Is the Government limiting access to NHS dentistry?
It might not be long before the Government starts recommending annual check ups for those with good oral health, Michael Watson says.
Last week an investigation by The Times that showed that in 24 English local authorities, dentists can only take on private patients.
The study also found that 49% of practices currently cannot take on new adult NHS patients, while some 42% are unable to see new children entirely.
The BDA criticised the cost-limited funding system for dentistry which, it said, can provide care for little over half the population and blamed the Government for failing patients by not reforming the contract and only introducing its ‘Starting Well‘ initiative in just 13 local authorities.

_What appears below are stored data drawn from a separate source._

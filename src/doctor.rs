use std::path::Path;

use crate::config::{Config, ConfigError};
use crate::sources::{AnySource, Source, SourceKind};

/// Title searched for when probing a source.
const PROBE_QUERY: &str = "naruto";

pub struct CheckResult {
    pub name: String,
    pub status: CheckStatus,
    pub message: String,
}

#[derive(Debug, Clone, Copy, PartialEq, Eq)]
pub enum CheckStatus {
    Ok,
    Warning,
    Error,
}

impl CheckResult {
    fn ok(name: &str, message: &str) -> Self {
        Self {
            name: name.to_string(),
            status: CheckStatus::Ok,
            message: message.to_string(),
        }
    }

    fn warning(name: &str, message: &str) -> Self {
        Self {
            name: name.to_string(),
            status: CheckStatus::Warning,
            message: message.to_string(),
        }
    }

    fn error(name: &str, message: &str) -> Self {
        Self {
            name: name.to_string(),
            status: CheckStatus::Error,
            message: message.to_string(),
        }
    }

    pub fn icon(&self) -> &'static str {
        match self.status {
            CheckStatus::Ok => "✓",
            CheckStatus::Warning => "⚠",
            CheckStatus::Error => "✗",
        }
    }

    pub fn color(&self) -> &'static str {
        match self.status {
            CheckStatus::Ok => "\x1b[32m",      // green
            CheckStatus::Warning => "\x1b[33m", // yellow
            CheckStatus::Error => "\x1b[31m",   // red
        }
    }
}

pub async fn run_checks(config: &Config, config_path: Option<&Path>) -> Vec<CheckResult> {
    let mut results = vec![
        check_player(&config.player.command),
        check_config(config, config_path),
        check_presence(config),
    ];

    for kind in SourceKind::ALL {
        let source = AnySource::from_config(kind, &config.sources, &config.player.user_agent);
        results.push(check_source(&source).await);
    }

    results.push(check_storage(&config.storage.download_dir()));
    results
}

fn check_player(command: &str) -> CheckResult {
    match which::which(command) {
        Ok(path) => CheckResult::ok("Player", &format!("{} found at {}", command, path.display())),
        Err(_) => CheckResult::error("Player", &format!("'{}' not found in PATH", command)),
    }
}

fn check_config(config: &Config, path: Option<&Path>) -> CheckResult {
    let location = match path {
        Some(path) => path.display().to_string(),
        None => match Config::config_path() {
            Ok(path) if path.exists() => path.display().to_string(),
            Ok(_) => return CheckResult::ok("Config", "No config file, using defaults"),
            Err(ConfigError::NoConfigDir) => {
                return CheckResult::warning("Config", "No config directory on this platform");
            }
            Err(e) => return CheckResult::error("Config", &e.to_string()),
        },
    };

    match config.validate() {
        Ok(()) => CheckResult::ok("Config", &format!("Loaded {}", location)),
        Err(e) => CheckResult::error("Config", &format!("{}: {}", location, e)),
    }
}

fn check_presence(config: &Config) -> CheckResult {
    if config.presence.enabled {
        CheckResult::ok(
            "Discord",
            &format!("Rich Presence enabled (app {})", config.presence.app_id),
        )
    } else {
        CheckResult::warning("Discord", "Rich Presence disabled in config")
    }
}

async fn check_source<S: Source>(source: &S) -> CheckResult {
    let name = format!("Source {}", source.kind());
    match source.search(PROBE_QUERY).await {
        Ok(titles) if titles.is_empty() => {
            CheckResult::warning(&name, "Reachable, but a test search returned nothing")
        }
        Ok(titles) => CheckResult::ok(
            &name,
            &format!("Reachable, test search returned {} titles", titles.len()),
        ),
        Err(e) => CheckResult::error(&name, &format!("Search failed: {}", e)),
    }
}

fn check_storage(dir: &Path) -> CheckResult {
    if let Err(e) = std::fs::create_dir_all(dir) {
        return CheckResult::error("Downloads", &format!("Cannot create {}: {}", dir.display(), e));
    }

    let test_file = dir.join(".anistream_test");
    match std::fs::write(&test_file, "test") {
        Ok(_) => {
            let _ = std::fs::remove_file(&test_file);
            CheckResult::ok("Downloads", &format!("Writable: {}", dir.display()))
        }
        Err(e) => CheckResult::error("Downloads", &format!("{} not writable: {}", dir.display(), e)),
    }
}

/// (errors, warnings)
pub fn summarize(results: &[CheckResult]) -> (usize, usize) {
    let count = |status| results.iter().filter(|r| r.status == status).count();
    (count(CheckStatus::Error), count(CheckStatus::Warning))
}

pub fn print_results(results: &[CheckResult]) {
    let reset = "\x1b[0m";

    println!("\nanistream doctor\n");

    for result in results {
        println!(
            "  {}{} {}{}  {}",
            result.color(),
            result.icon(),
            result.name,
            reset,
            result.message
        );
    }

    println!();

    let (errors, warnings) = summarize(results);
    if errors > 0 {
        println!("  {} error(s), {} warning(s)", errors, warnings);
        println!("  Fix errors above to use anistream.\n");
    } else if warnings > 0 {
        println!(
            "  {} warning(s) - anistream will work with limited features.\n",
            warnings
        );
    } else {
        println!("  All checks passed!\n");
    }
}

#[cfg(test)]
mod tests {
    use super::*;

    #[test]
    fn test_missing_player() {
        let result = check_player("anistream-no-such-player");
        assert_eq!(result.status, CheckStatus::Error);
        assert_eq!(result.icon(), "✗");
    }

    #[test]
    fn test_invalid_config_reported() {
        let mut config = Config::default();
        config.sources.openanime.base_url = "ftp://nope".to_string();
        let result = check_config(&config, Some(Path::new("/etc/anistream.toml")));
        assert_eq!(result.status, CheckStatus::Error);
        assert!(result.message.contains("sources.openanime.base_url"));
    }

    #[test]
    fn test_presence_disabled_warns() {
        let mut config = Config::default();
        config.presence.enabled = false;
        assert_eq!(check_presence(&config).status, CheckStatus::Warning);
    }

    #[test]
    fn test_storage_writable() {
        let dir = std::env::temp_dir().join(format!("anistream-doctor-{}", std::process::id()));
        let result = check_storage(&dir);
        assert_eq!(result.status, CheckStatus::Ok);
        assert!(!dir.join(".anistream_test").exists());
        let _ = std::fs::remove_dir_all(&dir);
    }

    #[test]
    fn test_summarize() {
        let results = vec![
            CheckResult::ok("a", ""),
            CheckResult::warning("b", ""),
            CheckResult::error("c", ""),
            CheckResult::error("d", ""),
        ];
        assert_eq!(summarize(&results), (2, 1));
    }
}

The BDA told The Times that the Government had ‘a vested interest in keeping patients away and costs down’ and called for increased funding.
The association also said that the current system effectively set a quota on the number of patients a dentist could treat.
No doubt these statements will receive applause from dentists, but I am afraid they cut no ice with those who hold the purse strings, who point to the high level of funding that has to be ‘clawed back’ each year because of under-performance – £80 million plus.
Ministers of any Government for the past 70 years would not recognise the statement that they have a ‘vested interest’ in keeping patients away – quite the contrary they have all sought to have greater access to dental care by the public.
And saying that the current system sets a quota on the number of patients that can be treated is simply untrue.
Yes, there is a quota on the number of treatments that can be done, expressed as UDAs, but which patients are seen and what type of care is provided is down to the individual dentist.
Elsewhere last week, patients were told to stop expecting the NHS to treat coughs, indigestion and other minor conditions, with GPs encouraged to send people away without prescriptions for medicines they could buy over the counter.
NHS England boss, Simon Stevens, said this would ‘make taxpayers’ money go further’ as he emphasised an efficiency drive.
How long before they ask whether patients with good oral health need to be seen more often than once a year and whether others benefit from starting a new course of treatment only weeks after the last one had finished.